St. John's School is a private college preparatory school located in the Tumon area of Tamuning, Guam, United States.

The school, affiliated with the Episcopal Church in Micronesia, serves students from pre-kindergarten through 12th grade. The school is accredited by the Western Association of Schools and Colleges (WASC) and authorized by the International Baccalaureate Organisation (IBO) to provide the IBO Diploma.

==History==
The first off-base Episcopal Church established on Guam is St. John the Divine, which was established in Upper Tumon, Guam in 1957. The church originally occupied three Quonset huts donated by the Navy, but a parish hall was built in 1961, making two of the huts vacant and motivating the parishioners to request they be used for a school.
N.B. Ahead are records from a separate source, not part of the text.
//! Output tree layout and manifest bookkeeping for one project.

use std::fs;
use std::path::{Path, PathBuf};

use chrono::Utc;
use tracing::{debug, info};

use crate::accessor::copy_dir_recursive;
use crate::config::ExportConfig;
use crate::error::Result;
use crate::manifest::{self, ProjectManifest};
use crate::model::{Cell, OutputArtifact, TableRows};
use crate::qa::{QualityDatabase, QA_DB_FILE, QA_DB_ID};
use crate::xml::XmlDoc;

pub const INPUTS_DIR: &str = "Inputs";
pub const SURVEY_DATA_DIR: &str = "SurveyData";
pub const SURVEY_EXTENTS_DIR: &str = "SurveyExtents";
pub const UNPROJECTED_DIR: &str = "SurveyDataUnProjected";
pub const TOPOGRAPHY_DIR: &str = "Topography";
pub const TIN_DIR: &str = "TIN0001";
pub const STAGES_DIR: &str = "Stages";
pub const ASSOC_SURFACES_DIR: &str = "AssocSurfaces";
pub const MAP_IMAGES_DIR: &str = "MapImages";
pub const REPORTS_DIR: &str = "Reports";
pub const LOG_FILE: &str = "log.xml";
pub const MAP_IMAGES_INDEX: &str = "mapimages.xml";

/// `Topography/TIN0001`, relative to the project root.
pub fn topography_base() -> PathBuf {
    Path::new(TOPOGRAPHY_DIR).join(TIN_DIR)
}

/// Identity of the surveyed visit.
#[derive(Debug, Clone, Default, PartialEq)]
pub struct VisitInfo {
    pub site: String,
    pub visit_id: String,
    pub watershed: String,
    pub year: String,
}

/// Survey-info rows split by destination.
#[derive(Debug, Clone, Default, PartialEq)]
pub struct SurveyInfo {
    /// Copied onto the instrument file inputs.
    pub instrument_tags: Vec<(String, String)>,
    /// Project metadata, already carrying their final names.
    pub project_metadata: Vec<(String, String)>,
}

const INSTRUMENT_FIELDS: &[&str] = &["InstrumentType", "InstrumentModel"];
const CREW_FIELDS: &[&str] = &["Watershed", "Site", "Year", "Visit", "VisitID", "SiteID"];

pub fn partition_survey_info(table: &TableRows) -> SurveyInfo {
    let mut info = SurveyInfo::default();
    for (field, value) in table.field_values() {
        let value = value.to_string();
        if INSTRUMENT_FIELDS.contains(&field) {
            info.instrument_tags.push((field.to_string(), value));
        } else if CREW_FIELDS.contains(&field) {
            info.project_metadata
                .push((format!("CrewSpecified{field}"), value));
        } else {
            info.project_metadata.push((field.to_string(), value));
        }
    }
    info
}

/// A freshly started project.
pub struct ProjectStart {
    pub manifest: ProjectManifest,
    pub qa: QualityDatabase,
    pub instrument_tags: Vec<(String, String)>,
}

pub struct ProjectAssembler<'c> {
    root: PathBuf,
    config: &'c ExportConfig,
}

impl<'c> ProjectAssembler<'c> {
    pub fn new(root: impl Into<PathBuf>, config: &'c ExportConfig) -> Self {
        Self {
            root: root.into(),
            config,
        }
    }

    pub fn root(&self) -> &Path {
        &self.root
    }

    /// Creates `<root>/<relative>` and returns the absolute path.
    pub fn ensure_dir(&self, relative: &Path) -> Result<PathBuf> {
        let dir = self.root.join(relative);
        fs::create_dir_all(&dir)?;
        Ok(dir)
    }

    /// Creates the project root, `Inputs/` and the QA database, and seeds
    /// project metadata from the visit and the archive's survey info.
    pub fn begin_project(&self, visit: &VisitInfo, survey_info: Option<&TableRows>) -> Result<ProjectStart> {
        fs::create_dir_all(&self.root)?;
        let inputs = self.ensure_dir(Path::new(INPUTS_DIR))?;

        let name = if visit.site.is_empty() {
            "CHaMP Topo Survey"
        } else {
            visit.site.as_str()
        };
        let mut manifest =
            ProjectManifest::new(name, &self.config.project_type, &self.config.tool_version);
        manifest.set_metadata("Site", &visit.site);
        manifest.set_metadata("Visit", &visit.visit_id);
        manifest.set_metadata("Watershed", &visit.watershed);
        manifest.set_metadata("Year", &visit.year);
        manifest.set_metadata("Region", &self.config.region);
        manifest.set_metadata("ExportTool", &self.config.tool_name);
        manifest.set_metadata("ExportToolVersion", &self.config.tool_version);

        let partitioned = survey_info.map(partition_survey_info).unwrap_or_default();
        for (name, value) in partitioned.project_metadata {
            manifest.set_metadata(name, value);
        }

        let qa = QualityDatabase::create(
            &inputs.join(QA_DB_FILE),
            self.config.qa_template.as_deref(),
        )?;
        qa.set_info("Site", &visit.site)?;
        qa.set_info("Visit", &visit.visit_id)?;
        qa.set_info("Watershed", &visit.watershed)?;
        qa.set_info("Year", &visit.year)?;
        manifest.add_input_dataset(OutputArtifact::new(
            QA_DB_ID,
            "Survey Quality Database",
            Path::new(INPUTS_DIR).join(QA_DB_FILE),
            QA_DB_ID,
        ))?;

        info!(root = %self.root.display(), project = name, "project started");
        Ok(ProjectStart {
            manifest,
            qa,
            instrument_tags: partitioned.instrument_tags,
        })
    }

    /// Validates and writes the manifest to the project root.
    pub fn finalize(&self, manifest: &ProjectManifest) -> Result<PathBuf> {
        manifest.validate()?;
        let xml = manifest::render(manifest, Utc::now())?;
        let path = self.root.join(&self.config.project_file);
        fs::write(&path, xml)?;
        info!(path = %path.display(), "project manifest written");
        Ok(path)
    }

    /// Copies `*.png`/`*.jpg` from `source` into `MapImages/` and writes the
    /// index. Rows of the archive's MapImages table are matched by file name.
    pub fn copy_map_images(&self, source: &Path, table: Option<&TableRows>) -> Result<Vec<String>> {
        let target = self.ensure_dir(Path::new(MAP_IMAGES_DIR))?;
        let mut images: Vec<String> = fs::read_dir(source)?
            .filter_map(|entry| entry.ok())
            .map(|entry| entry.path())
            .filter(|path| path.is_file() && is_map_image(path))
            .filter_map(|path| path.file_name().map(|n| n.to_string_lossy().into_owned()))
            .collect();
        images.sort();

        for image in &images {
            fs::copy(source.join(image), target.join(image))?;
        }
        write_map_images_index(&target.join(MAP_IMAGES_INDEX), &images, table)?;
        debug!(count = images.len(), "map images copied");
        Ok(images)
    }

    /// Copies `<source>/Reports` verbatim, when present.
    pub fn copy_reports(&self, map_images_folder: &Path) -> Result<Option<PathBuf>> {
        let reports = map_images_folder.join(REPORTS_DIR);
        if !reports.is_dir() {
            return Ok(None);
        }
        let target = self.root.join(REPORTS_DIR);
        copy_dir_recursive(&reports, &target)?;
        Ok(Some(target))
    }
}

fn is_map_image(path: &Path) -> bool {
    path.extension()
        .map(|e| e.to_string_lossy().to_ascii_lowercase())
        .is_some_and(|e| e == "png" || e == "jpg")
}

/// File name of a `FilePath` cell, whichever separator the crew used.
fn image_key(file_path: &str) -> &str {
    file_path
        .rsplit(['\\', '/'])
        .next()
        .unwrap_or(file_path)
}

fn write_map_images_index(path: &Path, images: &[String], table: Option<&TableRows>) -> Result<()> {
    let lookup = |image: &str, column: &str| -> String {
        let Some(table) = table else {
            return String::new();
        };
        let (Some(key_idx), Some(col_idx)) =
            (table.column_index("FilePath"), table.column_index(column))
        else {
            return String::new();
        };
        table
            .rows
            .iter()
            .find(|row| {
                row.get(key_idx)
                    .is_some_and(|c| matches!(c, Cell::Text(t) if image_key(t) == image))
            })
            .and_then(|row| row.get(col_idx))
            .map(|c| c.to_string())
            .unwrap_or_default()
    };

    let mut doc = XmlDoc::new();
    doc.start("MapImages", &[])?;
    for image in images {
        let created = lookup(image, "TIMESTAMP");
        doc.start("MapImage", &[("dateCreated", created.as_str())])?;
        doc.text_element("Title", &[], &lookup(image, "Title"))?;
        doc.text_element("Path", &[], &format!("{MAP_IMAGES_DIR}/{image}"))?;
        doc.text_element("Context", &[], &lookup(image, "Context"))?;
        doc.text_element("ImageCode", &[], &lookup(image, "ImageCode"))?;
        doc.text_element("Comments", &[], &lookup(image, "Comments"))?;
        doc.end("MapImage")?;
    }
    doc.end("MapImages")?;
    doc.save(path)
}

#[cfg(test)]
mod tests {
    use super::*;
    use tempfile::TempDir;

    fn survey_info() -> TableRows {
        let mut table = TableRows::new(vec![
            "InstrumentType".into(),
            "InstrumentModel".into(),
            "Site".into(),
            "VisitID".into(),
            "Crew".into(),
        ]);
        table.rows.push(vec![
            Cell::Text("Total Station".into()),
            Cell::Text("Nikon".into()),
            Cell::Text("CBW05583".into()),
            Cell::Integer(1234),
            Cell::Text("A".into()),
        ]);
        table
    }

    #[test]
    fn test_partition_survey_info() {
        let info = partition_survey_info(&survey_info());
        assert_eq!(
            info.instrument_tags,
            vec![
                ("InstrumentType".to_string(), "Total Station".to_string()),
                ("InstrumentModel".to_string(), "Nikon".to_string())
            ]
        );
        assert_eq!(
            info.project_metadata,
            vec![
                ("CrewSpecifiedSite".to_string(), "CBW05583".to_string()),
                ("CrewSpecifiedVisitID".to_string(), "1234".to_string()),
                ("Crew".to_string(), "A".to_string())
            ]
        );
    }

    #[test]
    fn test_begin_project_seeds_metadata() {
        let temp = TempDir::new().unwrap();
        let config = ExportConfig::default();
        let assembler = ProjectAssembler::new(temp.path().join("project"), &config);
        let visit = VisitInfo {
            site: "CBW05583-028079".into(),
            visit_id: "1234".into(),
            watershed: "Entiat".into(),
            year: "2014".into(),
        };
        let start = assembler.begin_project(&visit, Some(&survey_info())).unwrap();

        let m = &start.manifest;
        assert_eq!(m.name, "CBW05583-028079");
        assert_eq!(m.metadata_value("Region"), Some("CRB"));
        assert_eq!(m.metadata_value("CrewSpecifiedSite"), Some("CBW05583"));
        assert_eq!(m.inputs[0].id, "SurveyQualityDB");
        assert_eq!(start.instrument_tags.len(), 2);
        assert!(temp.path().join("project/Inputs/SurveyQualityDB.sqlite").is_file());
    }

    #[test]
    fn test_map_images_index() {
        let temp = TempDir::new().unwrap();
        let images = temp.path().join("MapImages");
        fs::create_dir_all(images.join("Reports")).unwrap();
        fs::write(images.join("b.jpg"), b"jpg").unwrap();
        fs::write(images.join("a.PNG"), b"png").unwrap();
        fs::write(images.join("notes.txt"), b"x").unwrap();
        fs::write(images.join("Reports").join("r.pdf"), b"pdf").unwrap();

        let mut table = TableRows::new(vec!["FilePath".into(), "Title".into()]);
        table.rows.push(vec![
            Cell::Text("..\\MapImages\\b.jpg".into()),
            Cell::Text("Overview".into()),
        ]);

        let config = ExportConfig::default();
        let assembler = ProjectAssembler::new(temp.path().join("out"), &config);
        let copied = assembler.copy_map_images(&images, Some(&table)).unwrap();
        assert_eq!(copied, vec!["a.PNG".to_string(), "b.jpg".to_string()]);

        let xml = fs::read_to_string(temp.path().join("out/MapImages/mapimages.xml")).unwrap();
        assert!(xml.contains("<Title>Overview</Title>"));
        assert!(xml.contains("<Path>MapImages/b.jpg</Path>"));

        let reports = assembler.copy_reports(&images).unwrap().unwrap();
        assert!(reports.join("r.pdf").is_file());
    }
}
St. John's School opened in September 1962 with five teachers to serve children in kindergarten through fourth grade age groups. In November 1962, Super Typhoon Karen destroyed the Quonset huts, which were replaced with tents by the Marines. Since the island's public schools were badly damaged, the Air Force requested St. John's to immediately add grades 5 and 6 because of the need on the island.

In April 1963, Typhoon Olive tore apart the school tents. New tents were put up by the Marines and instructional kits given by the Red Cross helped the school get going again. Soon after, the school hired Perez Brothers to build the 10-room Butler building. In 1964, the five-room concrete building in front of the school was added.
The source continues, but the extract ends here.